En partenariat avec Les Sommets du Digital

Les #womenintech soutiennent les Sommets du Digital. Nous avons questionné une de leurs représentantes, Aurélie Jean. Docteur en sciences, experte en mathématiques appliquées et en code informatique, Aurélie est aujourd’hui une entrepreneure aguerrie. Elle accompagne les entreprises dans leur transformation digitalo-analytique et dans le développement d’une plus grande diversité, en France et aux Etats-Unis. Elle est aujourd’hui CTO/CIO de la startup MixR à Los Angeles.

Jeune, mais déjà pleine de ressources, Aurélie s’attache à transformer les individus en utilisateurs éclairés des nouvelles technologies et à nourrir leur culture scientifique.

On a commencé à vous connaître en France au travers de votre approche originale : “le code comme moyen efficace pour l’émancipation de la femme”. Pouvez-vous développer et est-ce toujours d’actualité ?

Aurélie Jean: Oui absolument. Étant moi-même développeuse depuis plus 15 ans et ayant utilisé le code dans de nombreux domaines de la médecine à la finance de marché, je vois les avantages et bénéfices pour les femmes qui restent encore minoritaires dans cette discipline. Savoir coder, et idéalement à un haut niveau, vous permet de naviguer dans de nombreux domaines, d’avoir un impact large dans la société, de vous stimuler intellectuellement, et vous permet d’être comme j’aime le dire “marketable”. Cet écosystème apporte de nombreux avantages aux hommes et aux femmes bien évidemment, mais j’aime parler aux femmes car je souhaite qu’elles saisissent les opportunités maintenant. Sans l’engagement des femmes dans cette discipline, nous allons reproduire le phénomène des années 80 lors de l’arrivée du personal computer (PC) qui s’est accompagné d’une désertification de la discipline par les femmes. Aussi je pense qu’il est important que les outils de demain soient développés autant par les femmes que par les hommes afin d’assurer les bénéfices pour tous. J’explique dans un article récent de Business O féminin pourquoi les femmes doivent produire les outils du futur, en lien avec une étude du cabinet Roland-Berger.

Vous évoquez régulièrement les nouveaux enjeux pour les entreprises et pour les postes au travers de la transformation digitale analytique… Pouvez-vous approfondir et donner quels leviers pour les participants des Sommets du Digital ?

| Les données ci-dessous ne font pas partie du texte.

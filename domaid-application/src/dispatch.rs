use crate::{context::AppContext, error::AppResult, mediator::Mediator};
use domaid_domain::domain_event::{DomainEvent, Event};
use domaid_domain::entity::Entity;

/// 分发实体的待分发领域事件
///
/// 仅应在提交成功后调用。事件按记录顺序逐条以通知发布：
/// - 每次只发布队首事件的副本，发布成功后才将其从实体移除，
///   已发布的事件标记为已发布并按顺序返回；
/// - 某条发布失败时，该事件及其后的全部事件仍留在实体上（未发布），返回该错误；
/// - 调用方中途放弃（超时、`select!`、请求中止）时，未确认投递的事件同样保留。
///
/// 重试不会重复发布已投递的事件。
#[tracing::instrument(level = "debug", skip_all, fields(entity = %entity.code()), err)]
pub async fn dispatch_domain_events<M, T>(
    mediator: &M,
    ctx: &AppContext,
    entity: &mut T,
) -> AppResult<Vec<T::Event>>
where
    M: Mediator,
    T: Entity,
    T::Event: 'static,
{
    let mut delivered = Vec::with_capacity(entity.domain_events().len());

    while let Some(mut event) = entity.domain_events().first().cloned() {
        if let Err(err) = mediator.publish(ctx, event.clone()).await {
            tracing::warn!(
                event_id = %event.event_id(),
                event_type = event.event_type(),
                pending = entity.domain_events().len(),
                error = %err,
                "domain event publish failed, kept on entity"
            );
            return Err(err);
        }

        entity.remove_domain_event(&event);
        event.set_published(true);
        delivered.push(event);
    }

    tracing::debug!(count = delivered.len(), "domain events dispatched");
    Ok(delivered)
}
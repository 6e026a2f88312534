use crate::{context::AppContext, error::AppResult, query::Query};
use async_trait::async_trait;

#[async_trait]
pub trait QueryHandler<Q>: Send + Sync
where
    Q: Query,
{
    async fn handle(&self, ctx: &AppContext, q: Q) -> AppResult<Q::Dto>;
}
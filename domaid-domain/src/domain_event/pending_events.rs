use std::ops::Deref;
use std::slice::Iter;
use std::vec::IntoIter;

use super::event_trait::DomainEvent;

/// 实体待分发的领域事件集合，按记录顺序（FIFO）排列
///
/// 对外只暴露只读视图（`&[E]`）；写操作仅由所属实体发起。
/// 事件以 `event_id` 判定同一性：同一事件可被重复加入，移除时只移除第一个匹配项。
#[derive(Debug, Clone)]
pub struct DomainEvents<E> {
    events: Vec<E>,
}

impl<E> Default for DomainEvents<E> {
    fn default() -> Self {
        Self { events: Vec::new() }
    }
}

impl<E> DomainEvents<E>
where
    E: DomainEvent,
{
    pub fn new() -> Self {
        Self::default()
    }

    pub(crate) fn push(&mut self, event: E) {
        self.events.push(event);
    }

    /// 移除第一个与 `event` 同一标识的事件；不存在时什么也不做
    pub(crate) fn remove(&mut self, event: &E) -> bool {
        let event_id = event.event_id();
        match self.events.iter().position(|e| e.event_id() == event_id) {
            Some(idx) => {
                self.events.remove(idx);
                true
            }
            None => false,
        }
    }

    pub(crate) fn clear(&mut self) {
        self.events.clear();
    }

    /// 取出全部事件并清空集合
    pub(crate) fn take(&mut self) -> Vec<E> {
        std::mem::take(&mut self.events)
    }

    /// 只读视图
    pub fn as_slice(&self) -> &[E] {
        &self.events
    }

    pub fn len(&self) -> usize {
        self.events.len()
    }

    pub fn is_empty(&self) -> bool {
        self.events.is_empty()
    }

    pub fn iter(&self) -> Iter<'_, E> {
        self.events.iter()
    }
}

impl<E> Deref for DomainEvents<E> {
    type Target = [E];

    fn deref(&self) -> &Self::Target {
        &self.events
    }
}

impl<'a, E> IntoIterator for &'a DomainEvents<E> {
    type Item = &'a E;
    type IntoIter = Iter<'a, E>;

    fn into_iter(self) -> Self::IntoIter {
        self.events.iter()
    }
}

impl<E> IntoIterator for DomainEvents<E> {
    type Item = E;
    type IntoIter = IntoIter<E>;

    fn into_iter(self) -> Self::IntoIter {
        self.events.into_iter()
    }
}
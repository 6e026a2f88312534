//! DomAid 应用层（domaid-application）
//!
//! - 命令/查询/通知协议与处理器（`command`、`query`、`notification`）；
//! - 提交协议（`command_handler::CommandHandlerBase`）：把工作单元的提交结果翻译为 [`Outcome`]；
//! - 中介者（`mediator`）及进程内实现（`in_memory_mediator`）；
//! - 提交成功后的领域事件分发（`dispatch`）。
//!
pub mod command;
pub mod command_handler;
pub mod context;
pub mod dispatch;
pub mod dto;
pub mod error;
pub mod in_memory_mediator;
pub mod mediator;
pub mod notification;
pub mod outcome;
pub mod query;
pub mod query_handler;

pub use in_memory_mediator::{InMemoryMediator, MediatorConfig};
pub use outcome::Outcome;
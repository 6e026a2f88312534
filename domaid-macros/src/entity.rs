use crate::utils::{apply_derives, ensure_required_fields};
use proc_macro::TokenStream;
use quote::quote;
use syn::punctuated::Punctuated;
use syn::spanned::Spanned;
use syn::{
    Item, ItemStruct, Result, Token, Type, parse::Parse, parse::ParseStream, parse_macro_input,
};

/// #[entity] 宏实现
/// - 若缺失则追加字段 `base: EntityBase<Event>` 并置于字段最前
/// - 自动实现 `::domaid_domain::entity::Entity`（base/base_mut）
/// - 参数：`#[entity(event = EventType, debug = true|false)]`；
///   - `event` 必填，为该实体记录的领域事件类型
///   - `debug` 默认 `true`（派生 Debug）。为 `false` 时不派生 Debug，便于用户自定义实现。
pub(crate) fn expand(attr: TokenStream, item: TokenStream) -> TokenStream {
    let cfg = parse_macro_input!(attr as EntityAttrConfig);
    let input = parse_macro_input!(item as Item);

    let mut st = match input {
        Item::Struct(s) => s,
        other => {
            return syn::Error::new(other.span(), "#[entity] only on struct")
                .to_compile_error()
                .into();
        }
    };

    let Some(event_ty) = cfg.event_ty else {
        return syn::Error::new(
            st.ident.span(),
            "#[entity] requires the event type, e.g. #[entity(event = OrderEvent)]",
        )
        .to_compile_error()
        .into();
    };

    // 仅支持具名字段结构体
    let fields_named = match &mut st.fields {
        syn::Fields::Named(f) => f,
        _ => {
            return syn::Error::new(st.span(), "only supports named-field struct")
                .to_compile_error()
                .into();
        }
    };

    let base_ty: Type = syn::parse_quote! { ::domaid_domain::entity::EntityBase<#event_ty> };
    ensure_required_fields(
        fields_named,
        &[("base", &base_ty)],
        /*reposition_existing*/ true,
    );

    // 合并/规范 derive：默认添加 Debug（可通过 debug=false 关闭）、Serialize、Deserialize
    let mut required: Vec<syn::Path> = vec![
        syn::parse_quote!(serde::Serialize),
        syn::parse_quote!(serde::Deserialize),
    ];
    if cfg.derive_debug.unwrap_or(true) {
        required.insert(0, syn::parse_quote!(Debug));
    }
    apply_derives(&mut st.attrs, required);

    let out_struct = ItemStruct { ..st };

    let ident = &out_struct.ident;
    let generics = out_struct.generics.clone();
    let (impl_generics, ty_generics, where_clause) = generics.split_for_impl();

    let expanded = quote! {
        #out_struct

        impl #impl_generics ::domaid_domain::entity::Entity for #ident #ty_generics #where_clause {
            type Event = #event_ty;

            fn base(&self) -> &::domaid_domain::entity::EntityBase<#event_ty> { &self.base }

            fn base_mut(&mut self) -> &mut ::domaid_domain::entity::EntityBase<#event_ty> { &mut self.base }
        }
    };

    TokenStream::from(expanded)
}

// -------- parsing --------

struct EntityAttrConfig {
    event_ty: Option<Type>,
    derive_debug: Option<bool>,
}

impl Parse for EntityAttrConfig {
    fn parse(input: ParseStream) -> Result<Self> {
        let mut event_ty: Option<Type> = None;
        let mut derive_debug: Option<bool> = None;

        let elems: Punctuated<EntityAttrElem, Token![,]> =
            Punctuated::<EntityAttrElem, Token![,]>::parse_terminated(input)?;

        for elem in elems.into_iter() {
            match elem {
                EntityAttrElem::Event(ty) => {
                    if event_ty.is_some() {
                        return Err(syn::Error::new(
                            ty.span(),
                            "duplicate key 'event' in attribute",
                        ));
                    }
                    event_ty = Some(*ty);
                }
                EntityAttrElem::Debug(b) => {
                    if derive_debug.is_some() {
                        return Err(syn::Error::new(
                            proc_macro2::Span::call_site(),
                            "duplicate key 'debug' in attribute",
                        ));
                    }
                    derive_debug = Some(b);
                }
            }
        }

        Ok(Self {
            event_ty,
            derive_debug,
        })
    }
}

enum EntityAttrElem {
    Event(Box<Type>),
    Debug(bool),
}

impl Parse for EntityAttrElem {
    fn parse(input: ParseStream) -> Result<Self> {
        let key: syn::Ident = input.parse()?;
        let _eq: Token![=] = input.parse()?;
        if key == "event" {
            let ty: Type = input.parse()?;
            Ok(EntityAttrElem::Event(Box::new(ty)))
        } else if key == "debug" {
            let lit: syn::LitBool = input.parse()?;
            Ok(EntityAttrElem::Debug(lit.value()))
        } else {
            Err(syn::Error::new(
                key.span(),
                "unknown key in attribute; expected 'event' or 'debug'",
            ))
        }
    }
}
use bon::Builder;
use tokio_util::sync::CancellationToken;

/// 应用层上下文（Application Context）
///
/// 承载一次应用层调用（命令/查询/通知）所需的横切信息：
/// - 关联追踪 `correlation_id` 与执行者 `actor`；
/// - 幂等键（`idempotency_key`）：用于在基础设施层实现请求幂等；
/// - 取消令牌：令牌被取消后，经由中介者的调用返回 `AppError::Cancelled`。
///
/// 典型用法：
/// ```rust
/// use domaid_application::context::AppContext;
///
/// let ctx = AppContext::builder()
///     .correlation_id("cor-123".to_string())
///     .actor("u-1".to_string())
///     .idempotency_key("idem-xyz".to_string())
///     .build();
/// assert!(!ctx.is_cancelled());
/// ```
#[derive(Builder, Clone, Debug, Default)]
pub struct AppContext {
    /// 链路追踪 ID（可选）
    pub correlation_id: Option<String>,
    /// 执行者标识（可选）
    pub actor: Option<String>,
    /// 幂等键（可选）：为空则由上层或基础设施决定是否参与幂等
    pub idempotency_key: Option<String>,
    #[builder(default)]
    cancellation: CancellationToken,
}

impl AppContext {
    pub fn cancellation(&self) -> &CancellationToken {
        &self.cancellation
    }

    pub fn is_cancelled(&self) -> bool {
        self.cancellation.is_cancelled()
    }

    /// 派生子上下文：父令牌取消会传递给子令牌，反之不然
    pub fn child(&self) -> Self {
        Self {
            cancellation: self.cancellation.child_token(),
            ..self.clone()
        }
    }
}

#[cfg(test)]
mod tests {
    use super::*;

    #[test]
    fn builder_defaults_to_live_token() {
        let ctx = AppContext::builder()
            .maybe_correlation_id(None)
            .actor("svc".into())
            .build();
        assert!(ctx.correlation_id.is_none());
        assert_eq!(ctx.actor.as_deref(), Some("svc"));
        assert!(!ctx.is_cancelled());
    }

    #[test]
    fn cancellation_flows_to_children_only() {
        let parent = AppContext::default();
        let child = parent.child();

        child.cancellation().cancel();
        assert!(child.is_cancelled());
        assert!(!parent.is_cancelled());

        let other = parent.child();
        parent.cancellation().cancel();
        assert!(other.is_cancelled());
    }

    #[test]
    fn clones_share_the_token() {
        let ctx = AppContext::builder()
            .cancellation(CancellationToken::new())
            .build();
        let clone = ctx.clone();
        ctx.cancellation().cancel();
        assert!(clone.is_cancelled());
    }
}
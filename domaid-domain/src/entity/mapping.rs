//! 持久化映射接口
//!
//! 业务代码只能读取审计字段；仓储/映射层通过本模块写入：
//! - [`EntityMapping`]：为任意实体提供 `with_id`/`with_created_at`/`with_last_update`；
//! - [`PersistedEntity`] + [`EntityBase::rehydrate`]：从存储记录重建实体公共状态，
//!   不重新生成 `code`，也不携带待分发事件。
//!
use super::{Entity, EntityBase};
use bon::Builder;
use chrono::{DateTime, Utc};
use serde::{Deserialize, Serialize};
use uuid::Uuid;

/// 审计字段写入接口（仅供仓储/映射层使用）
///
/// 映射路径按存储记录原样写入，不校验实体不变量
/// （如 `last_update >= created_at`）；记录的一致性由调用方保证。
pub trait EntityMapping: Entity + Sized {
    fn with_id(mut self, id: i64) -> Self {
        self.base_mut().id = id;
        self
    }

    fn with_created_at(mut self, created_at: DateTime<Utc>) -> Self {
        self.base_mut().created_at = created_at;
        self
    }

    fn with_last_update(mut self, last_update: DateTime<Utc>) -> Self {
        self.base_mut().last_update = last_update;
        self
    }
}

impl<T> EntityMapping for T where T: Entity {}

/// 实体公共状态的存储形态
#[derive(Builder, Debug, Clone, PartialEq, Eq, Serialize, Deserialize)]
pub struct PersistedEntity {
    id: i64,
    code: Uuid,
    created_at: DateTime<Utc>,
    last_update: DateTime<Utc>,
    deleted_at: Option<DateTime<Utc>>,
}

impl PersistedEntity {
    pub fn id(&self) -> i64 {
        self.id
    }

    pub fn code(&self) -> Uuid {
        self.code
    }

    pub fn created_at(&self) -> DateTime<Utc> {
        self.created_at
    }

    pub fn last_update(&self) -> DateTime<Utc> {
        self.last_update
    }

    pub fn deleted_at(&self) -> Option<DateTime<Utc>> {
        self.deleted_at
    }
}

impl<E> EntityBase<E> {
    /// 从存储记录重建，绕过业务构造逻辑
    pub fn rehydrate(record: PersistedEntity) -> Self {
        let mut base = Self::with_code(record.code);
        base.id = record.id;
        base.created_at = record.created_at;
        base.last_update = record.last_update;
        base.deleted_at = record.deleted_at;
        base
    }

    /// 导出存储记录
    pub fn to_persisted(&self) -> PersistedEntity {
        PersistedEntity {
            id: self.id,
            code: self.code,
            created_at: self.created_at,
            last_update: self.last_update,
            deleted_at: self.deleted_at,
        }
    }
}
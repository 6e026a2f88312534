use crate::{context::AppContext, error::AppResult};
use async_trait::async_trait;
use domaid_domain::domain_event::Event;

/// 通知：可广播给任意数量订阅者的事件
///
/// 所有满足 [`Event`] 的类型（含领域事件）均可直接作为通知发布。
pub trait Notification: Event + 'static {}

impl<T> Notification for T where T: Event + 'static {}

/// 通知处理器
///
/// 同一通知的多个处理器可能并发执行，处理器之间不应假设先后顺序。
#[async_trait]
pub trait NotificationHandler<N>: Send + Sync
where
    N: Notification,
{
    async fn handle(&self, ctx: &AppContext, notification: &N) -> AppResult<()>;
}
//! 事件（Event）与领域事件（Domain Event）
//!
//! 定义事件载荷需要实现的最小接口（`Event` / `DomainEvent`）、领域事件元数据
//! `EventMetadata`，以及实体内部暂存待分发事件的有序集合 `DomainEvents`。

mod event_trait;
mod metadata;
mod pending_events;

pub use event_trait::{DomainEvent, Event};
pub use metadata::EventMetadata;
pub use pending_events::DomainEvents;
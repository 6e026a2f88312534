use domaid_domain::entity::{Entity, EntityBase};
use domaid_domain::domain_event::EventMetadata;
use domaid_macros::{domain_event, entity};

#[domain_event]
enum AccountEvent {
    Opened { owner: String },
}

#[entity(event = AccountEvent)]
#[derive(Clone)]
struct Account {
    owner: String,
}

#[entity(event = AccountEvent, debug = false)]
struct Ledger {
    entries: Vec<i64>,
}

impl std::fmt::Debug for Ledger {
    fn fmt(&self, f: &mut std::fmt::Formatter<'_>) -> std::fmt::Result {
        write!(f, "Ledger({} entries)", self.entries.len())
    }
}

fn main() {
    let mut account = Account {
        base: EntityBase::new(),
        owner: "alice".into(),
    };
    let event = AccountEvent::Opened {
        metadata: EventMetadata::new(account.code()),
        owner: account.owner.clone(),
    };
    account.add_domain_event(event);
    assert_eq!(account.domain_events().len(), 1);
    assert_eq!(account.id(), 0);

    let copy = account.clone();
    assert_eq!(copy.code(), account.code());

    let ledger = Ledger {
        base: EntityBase::new(),
        entries: vec![1, 2],
    };
    assert_eq!(format!("{:?}", ledger), "Ledger(2 entries)");
    assert!(!ledger.deleted());
}
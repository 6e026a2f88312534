//! 仓储协议
//!
//! 按实体类型参数化的读写仓储接口，仅定义形状，不包含实现。
//! 写操作以借用方式接收实体，调用方在提交后仍持有实体以分发其领域事件。
//!
use crate::{entity::Entity, error::DomainResult as Result};
use async_trait::async_trait;
use std::sync::Arc;
use uuid::Uuid;

/// 仓储标记接口
pub trait Repository<E>: Send + Sync
where
    E: Entity,
{
}

/// 只读仓储
#[async_trait]
pub trait ReadRepository<E>: Repository<E>
where
    E: Entity,
{
    async fn get_all(&self) -> Result<Vec<E>>;

    /// 按对外标识 `code` 查找
    async fn find(&self, code: Uuid) -> Result<Option<E>>;

    /// 批量查找；未命中的标识被忽略
    async fn find_many(&self, codes: &[Uuid]) -> Result<Vec<E>>;
}

/// 可写仓储：变更仅暂存于工作单元，由 `UnitOfWork::commit` 统一落盘
#[async_trait]
pub trait WriteRepository<E>: Repository<E>
where
    E: Entity,
{
    async fn add(&self, entity: &E) -> Result<()>;

    async fn add_many(&self, entities: &[E]) -> Result<()>;

    async fn remove(&self, entity: &E) -> Result<()>;

    async fn remove_many(&self, entities: &[E]) -> Result<()>;

    async fn update(&self, entity: &E) -> Result<()>;

    async fn update_many(&self, entities: &[E]) -> Result<()>;
}

impl<E, T> Repository<E> for Arc<T>
where
    E: Entity,
    T: Repository<E> + ?Sized,
{
}

#[async_trait]
impl<E, T> ReadRepository<E> for Arc<T>
where
    E: Entity,
    T: ReadRepository<E> + ?Sized,
{
    async fn get_all(&self) -> Result<Vec<E>> {
        (**self).get_all().await
    }

    async fn find(&self, code: Uuid) -> Result<Option<E>> {
        (**self).find(code).await
    }

    async fn find_many(&self, codes: &[Uuid]) -> Result<Vec<E>> {
        (**self).find_many(codes).await
    }
}

#[async_trait]
impl<E, T> WriteRepository<E> for Arc<T>
where
    E: Entity,
    T: WriteRepository<E> + ?Sized,
{
    async fn add(&self, entity: &E) -> Result<()> {
        (**self).add(entity).await
    }

    async fn add_many(&self, entities: &[E]) -> Result<()> {
        (**self).add_many(entities).await
    }

    async fn remove(&self, entity: &E) -> Result<()> {
        (**self).remove(entity).await
    }

    async fn remove_many(&self, entities: &[E]) -> Result<()> {
        (**self).remove_many(entities).await
    }

    async fn update(&self, entity: &E) -> Result<()> {
        (**self).update(entity).await
    }

    async fn update_many(&self, entities: &[E]) -> Result<()> {
        (**self).update_many(entities).await
    }
}
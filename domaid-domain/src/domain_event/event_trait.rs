use super::metadata::EventMetadata;
use chrono::{DateTime, Utc};
use serde::Serialize;
use serde::de::DeserializeOwned;
use std::fmt;
use uuid::Uuid;

/// 事件载荷需要满足的通用能力边界（通知、集成事件与领域事件的共同基座）
pub trait Event:
    Clone + PartialEq + fmt::Debug + Serialize + DeserializeOwned + Send + Sync
{
    /// 事件类型（形如 `OrderEvent.Placed` 或自定义类型名）
    fn event_type(&self) -> &str;

    /// 事件发生时间（UTC），构造后不再变化
    fn date_occurred(&self) -> DateTime<Utc>;
}

/// 领域事件：由实体在业务操作中记录，提交成功后再由外部协作者分发
pub trait DomainEvent: Event {
    /// 事件元数据
    fn metadata(&self) -> &EventMetadata;

    /// 事件元数据（可变）
    fn metadata_mut(&mut self) -> &mut EventMetadata;

    /// 事件唯一标识，实体内部以此判定“同一个事件”
    fn event_id(&self) -> Uuid {
        self.metadata().event_id()
    }

    /// 触发该事件的实体 `code`
    fn aggregate_id(&self) -> Uuid {
        self.metadata().aggregate_id()
    }

    fn set_aggregate_id(&mut self, aggregate_id: Uuid) {
        self.metadata_mut().set_aggregate_id(aggregate_id);
    }

    /// 是否已被外部分发器成功投递
    fn is_published(&self) -> bool {
        self.metadata().is_published()
    }

    fn set_published(&mut self, published: bool) {
        self.metadata_mut().set_published(published);
    }
}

J’aime dire que la transformation digitale est finie. Nous sommes en train de vivre une transformation que je nomme digitalo-analytique. La transformation digitalo-analytique combine l’utilisation des outils digitaux (Twitter, Google, Facebook…), et la collecte et l’analyse de la data. L’analyse de cette donnée se fait par l’écriture et l’implémentation d’algorithmes dans des codes de calculs. Les conséquences pour les entreprises sont évidentes: là ou l’entreprise pouvait encore utiliser des outils déjà développés tels que les réseaux sociaux pour créer une campagne de marketing ou de communication; elle doit à présent développer des outils analytiques en interne car ses données, ses clients, sa culture et les questions auxquelles elle souhaite répondre sont propres à son domaine et à son identité. L’entreprise embauche des nouveaux talents tels que des développeurs informatiques ou des data scientists, elle transforme les postes existants (le digital marketer doit devenir un digitalo-analytique marketer), ou encore transforme sa structure en créant de nouveaux départements tournés vers la data et le numérique. Les entreprises deviennent Tech : du retail, au luxe et l’alimentaire en passant par la banque ou le consulting.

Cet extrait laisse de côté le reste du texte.